Donald Trump, o Presidente dos Estados Unidos da América, fez perguntas na sequência da operação militar americana na Venezuela, que em 3 de janeiro prendeu o seu presidente Nicolás Maduro e a sua esposa. Trump estava no Air Force One quando emitiu um alerta ao presidente colombiano, Gustavo Petro, em meio a uma ação militar sem precedentes contra o vizinho sul-americano.
Maduro e a sua esposa foram capturados e extraditados para os EUA, e agora o presidente venezuelano foi acusado, mesmo quando os líderes mundiais reagiram às ações de Trump. Após a operação na Venezuela, o presidente já deu a entender que os EUA poderão tomar a Gronelândia por “preocupações de segurança”, o que provocou uma resposta contundente da primeira-ministra dinamarquesa, Mette Frederiksen.
Agora, Trump parece estar a insinuar possíveis ações também na Colômbia.
O que Trump disse sobre a ação da Colômbia
Trump criticou o presidente da Colômbia como um “homem doente” que Petro gosta de “fazer cocaína e vender aos Estados Unidos”. Trump acrescentou: “Ele não vai fazer isso por muito tempo, deixe-me dizer”.
Quando os repórteres o pressionaram sobre o que ele queria dizer com isso e se se referia às operações dos EUA num país vizinho da América do Sul, Trump respondeu: “Por mim, tudo bem”.
Notavelmente, a administração Trump afirma que Maduro liderou uma conspiração de “narcoterrorismo” visando os EUA. A prisão de Maduro ocorre após meses de intensificação militar em torno da Venezuela e foi rotulada como parte da guerra contra as drogas liderada pelos EUA. No entanto, Trump também sugeriu agora as reservas de petróleo da Venezuela e como os EUA irão beneficiar delas.

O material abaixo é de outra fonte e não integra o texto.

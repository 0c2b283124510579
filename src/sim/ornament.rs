//! Falling ornament entity
//!
//! Motion is a closed-form function of the world's elapsed time and the
//! ornament's own phase. No velocity is stored between ticks.

use glam::DVec2;
use serde::Serialize;

use crate::consts::*;

/// A single falling snowflake
#[derive(Debug, Clone, PartialEq, Serialize)]
pub struct Ornament {
    pub id: u32,
    /// Canonical size (height, and width until the asset aspect is known).
    /// Fixed at spawn; scoring always reads this.
    pub size: f64,
    /// Display/hit width, `size * aspect` once the asset has resolved
    pub width: f64,
    /// Anchor position in simulation space
    pub pos: DVec2,
    /// Rotation pivot relative to `pos`
    pub origin: DVec2,
    /// Current rotation (radians), recomputed each tick
    pub rotation: f64,
    /// Per-ornament seed in [0, 1), drives the drift waveform
    pub phase: f64,
    /// World elapsed time when spawned
    pub spawn_tick: f64,
}

impl Ornament {
    pub fn new(id: u32, size: f64, pos: DVec2, phase: f64, spawn_tick: f64) -> Self {
        Self {
            id,
            size,
            width: size,
            pos,
            origin: DVec2::splat(0.5 * size),
            rotation: 0.0,
            phase,
            spawn_tick,
        }
    }

    /// Stretch the display width to match the real image aspect ratio
    pub fn correct_aspect(&mut self, aspect: f64) {
        self.width = self.size * aspect;
        self.origin.x = 0.5 * self.width;
    }

    /// Argument of the drift waveform at world time `elapsed`
    #[inline]
    fn wave(&self, elapsed: f64) -> f64 {
        TIME_SCALE * elapsed * self.phase + PHASE_SPREAD * self.phase
    }

    /// Per-tick displacement. Never negative on either axis.
    pub fn drift(&self, elapsed: f64) -> DVec2 {
        let w = self.wave(elapsed);
        DVec2::new(
            (w.cos() + DRIFT_BIAS_X).max(0.0),
            (w.sin() + DRIFT_BIAS_Y).max(0.0),
        )
    }

    /// Advance one tick
    pub fn update(&mut self, elapsed: f64) {
        self.pos += self.drift(elapsed);
        self.rotation = ROTATION_AMPLITUDE * self.wave(elapsed).cos();
    }

    /// Left the playfield. `bounds` is the viewport in simulation space.
    ///
    /// The left check compares `x - width`, so an ornament spawned closer to
    /// the left edge than its own width counts as fallen immediately.
    pub fn is_fallen(&self, bounds: DVec2) -> bool {
        self.pos.y - self.size >= bounds.y
            || self.pos.x - self.width >= bounds.x
            || self.pos.x - self.width < 0.0
    }

    /// Hit test against the unrotated sprite box. `point` is in simulation space.
    pub fn contains_point(&self, point: DVec2) -> bool {
        let q = point + self.origin;
        self.pos.x <= q.x
            && q.x < self.pos.x + self.width
            && self.pos.y <= q.y
            && q.y < self.pos.y + self.size
    }
}

#[cfg(test)]
mod tests {
    use super::*;

    fn flake(x: f64, y: f64, size: f64) -> Ornament {
        Ornament::new(1, size, DVec2::new(x, y), 0.25, 0.0)
    }

    #[test]
    fn test_drift_never_negative() {
        for i in 0..100 {
            let o = Ornament::new(1, 20.0, DVec2::ZERO, i as f64 / 100.0, 0.0);
            for t in [0.0, 16.6, 1000.0, 123_456.0] {
                let d = o.drift(t);
                assert!(d.x >= 0.0 && d.y >= 0.0);
            }
        }
    }

    #[test]
    fn test_update_matches_closed_form() {
        let mut o = flake(100.0, 0.0, 30.0);
        let elapsed = 5000.0;
        let w = TIME_SCALE * elapsed * 0.25 + PHASE_SPREAD * 0.25;
        o.update(elapsed);
        assert!((o.pos.x - (100.0 + (w.cos() + DRIFT_BIAS_X).max(0.0))).abs() < 1e-12);
        assert!((o.pos.y - (w.sin() + DRIFT_BIAS_Y).max(0.0)).abs() < 1e-12);
        assert!((o.rotation - ROTATION_AMPLITUDE * w.cos()).abs() < 1e-12);
    }

    #[test]
    fn test_rotation_is_not_cumulative() {
        let mut o = flake(100.0, 0.0, 30.0);
        o.update(1000.0);
        let first = o.rotation;
        o.update(2000.0);
        o.update(1000.0);
        assert_eq!(o.rotation, first);
    }

    #[test]
    fn test_is_fallen_edges() {
        let bounds = DVec2::new(800.0, 600.0);
        assert!(!flake(100.0, 100.0, 20.0).is_fallen(bounds));
        // Trailing edge past the bottom
        assert!(flake(100.0, 620.0, 20.0).is_fallen(bounds));
        assert!(!flake(100.0, 619.0, 20.0).is_fallen(bounds));
        // Past the right edge
        assert!(flake(820.0, 100.0, 20.0).is_fallen(bounds));
        // Left check uses the width, not zero
        assert!(flake(19.0, 100.0, 20.0).is_fallen(bounds));
        assert!(!flake(20.0, 100.0, 20.0).is_fallen(bounds));
    }

    #[test]
    fn test_contains_point_box() {
        // Box spans [pos - origin, pos - origin + size)
        let o = flake(100.0, 100.0, 20.0);
        assert!(o.contains_point(DVec2::new(90.0, 90.0)));
        assert!(o.contains_point(DVec2::new(109.9, 109.9)));
        assert!(!o.contains_point(DVec2::new(110.0, 100.0)));
        assert!(!o.contains_point(DVec2::new(89.9, 100.0)));
    }

    #[test]
    fn test_hit_test_ignores_rotation() {
        let mut o = flake(100.0, 100.0, 20.0);
        let before = o.contains_point(DVec2::new(91.0, 91.0));
        o.rotation = 1.0;
        assert_eq!(before, o.contains_point(DVec2::new(91.0, 91.0)));
    }

    #[test]
    fn test_correct_aspect_keeps_size() {
        let mut o = flake(100.0, 100.0, 20.0);
        o.correct_aspect(2.0);
        assert_eq!(o.size, 20.0);
        assert_eq!(o.width, 40.0);
        assert_eq!(o.origin, DVec2::new(20.0, 10.0));
    }
}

Noutro momento, durante uma conferência de imprensa, Trump deu a entender que um “segundo golpe” para a Venezuela está em jogo se o país vizinho não “se comportar”. Ele reiterou que os EUA estão “no comando” da Venezuela e também emitiu um aviso severo ao Irã de que “se (o Irã) começar a matar pessoas como tem feito, acho que serão duramente atingidos pelos Estados Unidos”.